Sunday, December 19, 2021

On rural and small-town communities in 2024 election

Thomas Edsall writes frequently for the New York Times, and his columns are always worth reading.  Here's an excerpt from the one last Sunday, which touches on rural and small-town America in his quotes from scholars who are looking at issues of the day (emphasis mine) 

Jennifer L. Hochschild, a professor of government at Harvard, wrote by email that she certainly sees threats, “but I am not at all sure right now how deeply I think they undermine American democracy. If the Civil War (or more relevantly here, 1859-60) is the end of one continuum of threat, I don’t think we are close to that yet.”

At the same time, she cautioned,
the Democratic Party over the past few decades has gotten into the position of appearing to oppose and scorn widely cherished institutions — conventional nuclear family, religion, patriotism, capitalism, wealth, norms of masculinity and femininity, then saying “vote for me.” Doesn’t sound like a winning strategy to me, especially given the evident failure to find a solution to growing inequality and the hollowing out of a lot of rural and small-town communities. I endorse most or all of those Democratic positions, but the combination of cultural superiority and economic fecklessness is really problematic.

In other words, Hochschild is attending to inequities across regions.  The column continues:  

Sean Westwood, a political scientist at Dartmouth, is broadly cynical about the motives of members of both political parties.
“The finger pointing and sanctimony on the left is hardly earned,” Westwood replied to my emailed inquiries. Not only is there a long history of Democratic gerrymanders and dangerous assertions of executive power, he continued, but Democrats “can claim virtually no credit for upholding the outcome of the election. Courageous Republican officials affirmed the true vote in Arizona and Georgia and the Republican vice president certified the outcome before Congress.”
The “true problem,” Westwood wrote,
is that both parties are willing to undermine democratic norms for short-term policy gains. This is not a behavior that came from nowhere — the American public is to blame. We reward politicians who attack election outcomes, who present the opposition as subhuman and who avoid meaningful compromise.
Westwood, however, does agree with Skocpol and Galston’s critique of the Democratic left:
If the Democratic Party wants to challenge Republicans they need to move to the center and attempt to peel away centrist Republicans. Endorsing divisive policies and elevating divisive leaders only serves to make the Democrats less appealing to the very voters they need to sway to win.

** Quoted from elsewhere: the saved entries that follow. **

//! 入力途中のフォームの保存先
//!
//! キーは `fleet-form-{operation}-{idFrota}`。値はシリアライズ済みの下書き（中身は見ない）。
//! 読み込みに失敗した下書きは捨てて新規扱いにする。

use crate::error::Result;
use fleet_checkin_common::FormDraft;
use sha2::{Digest, Sha256};
use std::collections::HashMap;
use std::fs;
use std::path::{Path, PathBuf};

/// キー・値ストア（get / set / clear）
pub trait DraftStore {
    fn get(&self, key: &str) -> Option<String>;

    fn set(&mut self, key: &str, blob: &str) -> Result<()>;

    /// 削除。存在した場合は true
    fn clear(&mut self, key: &str) -> Result<bool>;
}

/// 下書きを読み込む（なし・破損は None）
pub fn load_draft<S: DraftStore + ?Sized>(store: &S, key: &str) -> Option<FormDraft> {
    let blob = store.get(key)?;
    match serde_json::from_str(&blob) {
        Ok(draft) => Some(draft),
        Err(e) => {
            log::warn!("下書き {} を読めないため破棄: {}", key, e);
            None
        }
    }
}

pub fn save_draft<S: DraftStore + ?Sized>(store: &mut S, key: &str, draft: &FormDraft) -> Result<()> {
    let blob = serde_json::to_string(draft)?;
    store.set(key, &blob)
}

/// ファイル保存（キーのSHA-256をファイル名にする）
#[derive(Debug, Clone)]
pub struct FileDraftStore {
    dir: PathBuf,
}

impl FileDraftStore {
    pub fn new(dir: impl Into<PathBuf>) -> Self {
        Self { dir: dir.into() }
    }

    pub fn dir(&self) -> &Path {
        &self.dir
    }

    pub fn path_for(&self, key: &str) -> PathBuf {
        let digest = Sha256::digest(key.as_bytes());
        self.dir.join(format!("{}.json", hex::encode(digest)))
    }
}

impl DraftStore for FileDraftStore {
    fn get(&self, key: &str) -> Option<String> {
        fs::read_to_string(self.path_for(key)).ok()
    }

    fn set(&mut self, key: &str, blob: &str) -> Result<()> {
        fs::create_dir_all(&self.dir)?;
        fs::write(self.path_for(key), blob)?;
        Ok(())
    }

    fn clear(&mut self, key: &str) -> Result<bool> {
        let path = self.path_for(key);
        if path.exists() {
            fs::remove_file(path)?;
            Ok(true)
        } else {
            Ok(false)
        }
    }
}

/// メモリ上のストア（テスト・一時利用）
#[derive(Debug, Clone, Default)]
pub struct MemoryDraftStore {
    entries: HashMap<String, String>,
}

impl MemoryDraftStore {
    pub fn new() -> Self {
        Self::default()
    }

    pub fn len(&self) -> usize {
        self.entries.len()
    }

    pub fn is_empty(&self) -> bool {
        self.entries.is_empty()
    }
}

impl DraftStore for MemoryDraftStore {
    fn get(&self, key: &str) -> Option<String> {
        self.entries.get(key).cloned()
    }

    fn set(&mut self, key: &str, blob: &str) -> Result<()> {
        self.entries.insert(key.to_string(), blob.to_string());
        Ok(())
    }

    fn clear(&mut self, key: &str) -> Result<bool> {
        Ok(self.entries.remove(key).is_some())
    }
}

#[cfg(test)]
mod tests {
    use super::*;

    #[test]
    fn test_memory_store_roundtrip() {
        let mut store = MemoryDraftStore::new();
        let mut draft = FormDraft::for_driver("Ana");
        draft.set_km("1200");
        save_draft(&mut store, "k", &draft).unwrap();
        assert_eq!(load_draft(&store, "k"), Some(draft));
        assert!(store.clear("k").unwrap());
        assert!(!store.clear("k").unwrap());
        assert_eq!(load_draft(&store, "k"), None);
    }

    #[test]
    fn test_corrupt_blob_is_ignored() {
        let mut store = MemoryDraftStore::new();
        store.set("k", "{not json").unwrap();
        assert_eq!(load_draft(&store, "k"), None);
    }

    #[test]
    fn test_file_name_is_hashed() {
        let store = FileDraftStore::new("/tmp/drafts");
        let path = store.path_for("fleet-form-checkin-../../etc");
        assert_eq!(path.parent(), Some(Path::new("/tmp/drafts")));
        assert_eq!(path.file_name().unwrap().len(), 64 + 5);
    }
}
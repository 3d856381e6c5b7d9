//! チェックイン/チェックアウト フォームの型定義
//!
//! - OperationType: 操作種別（check-in / check-out）
//! - Step: ウィザードの段階（操作種別で数が変わる）
//! - FormDraft: 送信前の入力内容（下書き）

use crate::fuel::DEFAULT_FUEL;
use crate::image_data::EncodedImage;
use crate::stroke::StrokeHistory;
use serde::{Deserialize, Serialize};
use std::fmt;
use std::str::FromStr;

/// 操作種別
#[derive(Debug, Clone, Copy, PartialEq, Eq, Hash, Serialize, Deserialize)]
pub enum OperationType {
    /// 利用開始（出発時KM・燃料を記録）
    #[serde(rename = "checkin")]
    CheckIn,
    /// 利用終了（到着時KM・燃料、給油・事故を記録）
    #[serde(rename = "checkout")]
    CheckOut,
}

impl OperationType {
    pub fn as_str(&self) -> &'static str {
        match self {
            OperationType::CheckIn => "checkin",
            OperationType::CheckOut => "checkout",
        }
    }

    /// 画面表示名
    pub fn title(&self) -> &'static str {
        match self {
            OperationType::CheckIn => "Check-In",
            OperationType::CheckOut => "Check-Out",
        }
    }

    /// "Saída" / "Chegada"
    pub fn moment_label(&self) -> &'static str {
        match self {
            OperationType::CheckIn => "Saída",
            OperationType::CheckOut => "Chegada",
        }
    }

    pub fn is_checkout(&self) -> bool {
        matches!(self, OperationType::CheckOut)
    }
}

impl FromStr for OperationType {
    type Err = String;

    fn from_str(s: &str) -> Result<Self, Self::Err> {
        match s.to_lowercase().replace(['-', '_'], "").as_str() {
            "checkin" | "in" => Ok(OperationType::CheckIn),
            "checkout" | "out" => Ok(OperationType::CheckOut),
            _ => Err(format!("Unknown operation: {}. Use checkin or checkout", s)),
        }
    }
}

impl fmt::Display for OperationType {
    fn fmt(&self, f: &mut fmt::Formatter<'_>) -> fmt::Result {
        f.write_str(self.as_str())
    }
}

/// ウィザードの段階
#[derive(Debug, Clone, Copy, PartialEq, Eq, Hash)]
pub enum Step {
    /// KM・利用目的・燃料
    Details,
    /// 給油（check-outのみ）
    Fueling,
    /// 車両写真・事故・損傷描き込み
    Conditions,
    /// 備考
    Notes,
    /// 確認
    Confirm,
}

const CHECKIN_STEPS: [Step; 4] = [Step::Details, Step::Conditions, Step::Notes, Step::Confirm];
const CHECKOUT_STEPS: [Step; 5] = [
    Step::Details,
    Step::Fueling,
    Step::Conditions,
    Step::Notes,
    Step::Confirm,
];

impl Step {
    /// 操作種別ごとの段階一覧
    pub fn sequence(operation: OperationType) -> &'static [Step] {
        match operation {
            OperationType::CheckIn => &CHECKIN_STEPS,
            OperationType::CheckOut => &CHECKOUT_STEPS,
        }
    }

    pub fn label(&self, operation: OperationType) -> String {
        match self {
            Step::Details => format!("Dados da {}", operation.moment_label()),
            Step::Fueling => "Abastecimento".to_string(),
            Step::Conditions => "Condições do Veículo".to_string(),
            Step::Notes => "Observações".to_string(),
            Step::Confirm => "Finalizar".to_string(),
        }
    }
}

/// 送信前の入力内容
///
/// キーは (操作種別, 車両ID)。フィールド名は保存済み下書きとの互換のため camelCase。
#[derive(Debug, Clone, PartialEq, Serialize, Deserialize)]
#[serde(rename_all = "camelCase", default)]
pub struct FormDraft {
    pub condutor: String,
    pub motivo: String,
    pub km: String,
    pub combustivel: u8,
    pub teve_abastecimento: bool,
    pub valor_abastecimento: String,
    pub comprovante_abastecimento: Option<EncodedImage>,
    pub fotos: Vec<EncodedImage>,
    pub tem_ocorrencia: bool,
    pub desenho_avaria: Option<EncodedImage>,
    pub desenho_avaria_history: StrokeHistory,
    pub descricao_ocorrencia: String,
    pub observacoes: String,
}

impl Default for FormDraft {
    fn default() -> Self {
        Self {
            condutor: String::new(),
            motivo: String::new(),
            km: String::new(),
            combustivel: DEFAULT_FUEL,
            teve_abastecimento: false,
            valor_abastecimento: String::new(),
            comprovante_abastecimento: None,
            fotos: Vec::new(),
            tem_ocorrencia: false,
            desenho_avaria: None,
            desenho_avaria_history: StrokeHistory::new(),
            descricao_ocorrencia: String::new(),
            observacoes: String::new(),
        }
    }
}

impl FormDraft {
    /// 運転者名だけ入った新規下書き
    pub fn for_driver(condutor: impl Into<String>) -> Self {
        Self {
            condutor: condutor.into(),
            ..Self::default()
        }
    }

    /// KM入力（数字と , . 以外は捨てる）
    pub fn set_km(&mut self, input: &str) {
        self.km = sanitize_km(input);
    }

    /// 燃料（0〜100にクランプ）
    pub fn set_combustivel(&mut self, value: u8) {
        self.combustivel = value.min(100);
    }

    /// KM検証APIに渡す値（小数点を . に統一）
    pub fn km_for_api(&self) -> String {
        self.km.trim().replace(',', ".")
    }

    /// 何も入力されていないか（運転者名は除く）
    pub fn is_pristine(&self) -> bool {
        *self
            == Self {
                condutor: self.condutor.clone(),
                ..Self::default()
            }
    }
}

/// KM入力のサニタイズ
pub fn sanitize_km(input: &str) -> String {
    input
        .chars()
        .filter(|c| c.is_ascii_digit() || *c == ',' || *c == '.')
        .collect()
}

/// 給油金額を pt-BR 形式（1.234,56）に整形
///
/// 数値として読めない場合は None。
pub fn format_brl_amount(input: &str) -> Option<String> {
    let cleaned: String = input
        .trim()
        .trim_start_matches("R$")
        .trim()
        .replace('.', "")
        .replace(',', ".");
    let value: f64 = cleaned.parse().ok()?;
    if !value.is_finite() || value < 0.0 {
        return None;
    }
    let cents = (value * 100.0).round() as u64;
    let integer = (cents / 100).to_string();
    let mut grouped = String::new();
    for (i, c) in integer.chars().enumerate() {
        if i > 0 && (integer.len() - i) % 3 == 0 {
            grouped.push('.');
        }
        grouped.push(c);
    }
    Some(format!("{},{:02}", grouped, cents % 100))
}

/// 下書きストアのキー
pub fn draft_key(operation: OperationType, fleet_id: &str) -> String {
    format!("fleet-form-{}-{}", operation.as_str(), fleet_id)
}

#[cfg(test)]
mod tests {
    use super::*;

    #[test]
    fn test_operation_parse() {
        assert_eq!("checkin".parse::<OperationType>().unwrap(), OperationType::CheckIn);
        assert_eq!("check-out".parse::<OperationType>().unwrap(), OperationType::CheckOut);
        assert!("other".parse::<OperationType>().is_err());
    }

    #[test]
    fn test_step_sequences() {
        assert_eq!(Step::sequence(OperationType::CheckIn).len(), 4);
        assert_eq!(Step::sequence(OperationType::CheckOut).len(), 5);
        assert_eq!(Step::sequence(OperationType::CheckIn)[1], Step::Conditions);
        assert_eq!(Step::sequence(OperationType::CheckOut)[2], Step::Conditions);
    }

    #[test]
    fn test_step_label() {
        assert_eq!(Step::Details.label(OperationType::CheckIn), "Dados da Saída");
        assert_eq!(Step::Details.label(OperationType::CheckOut), "Dados da Chegada");
    }

    #[test]
    fn test_sanitize_km() {
        assert_eq!(sanitize_km("45.230 km"), "45.230");
        assert_eq!(sanitize_km("1,5abc"), "1,5");
    }

    #[test]
    fn test_km_for_api() {
        let mut draft = FormDraft::default();
        draft.set_km("45,2");
        assert_eq!(draft.km_for_api(), "45.2");
    }

    #[test]
    fn test_default_draft() {
        let draft = FormDraft::for_driver("Maria");
        assert_eq!(draft.combustivel, 50);
        assert!(draft.is_pristine());

        let mut touched = draft.clone();
        touched.observacoes = "ok".into();
        assert!(!touched.is_pristine());
    }

    #[test]
    fn test_draft_json_field_names() {
        let json = serde_json::to_string(&FormDraft::default()).unwrap();
        assert!(json.contains("\"teveAbastecimento\""));
        assert!(json.contains("\"desenhoAvariaHistory\":[]"));

        let partial: FormDraft = serde_json::from_str(r#"{"km":"100"}"#).unwrap();
        assert_eq!(partial.km, "100");
        assert_eq!(partial.combustivel, 50);
    }

    #[test]
    fn test_format_brl_amount() {
        assert_eq!(format_brl_amount("1234,5").as_deref(), Some("1.234,50"));
        assert_eq!(format_brl_amount("R$ 89,90").as_deref(), Some("89,90"));
        assert_eq!(format_brl_amount("1.000.000").as_deref(), Some("1.000.000,00"));
        assert_eq!(format_brl_amount("abc"), None);
    }

    #[test]
    fn test_draft_key() {
        assert_eq!(draft_key(OperationType::CheckIn, "42"), "fleet-form-checkin-42");
    }
}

Then there is this from Westwood that references the culture wars (again, emphasis mine).   

The Democrats, in Westwood’s view,
must return to being a party of the people and not woke-chasing elites who don’t understand that canceling comedians does not help struggling Americans feed their children. When it comes to financial policy Democrats are far better at protecting the poor, but this advantage is lost to unnecessary culture wars. Democrats need to stop wasting their time on cancel culture or they risk canceling themselves to those who live in the heart of this country.

Cross-posted to Working-Class Whites and the Law.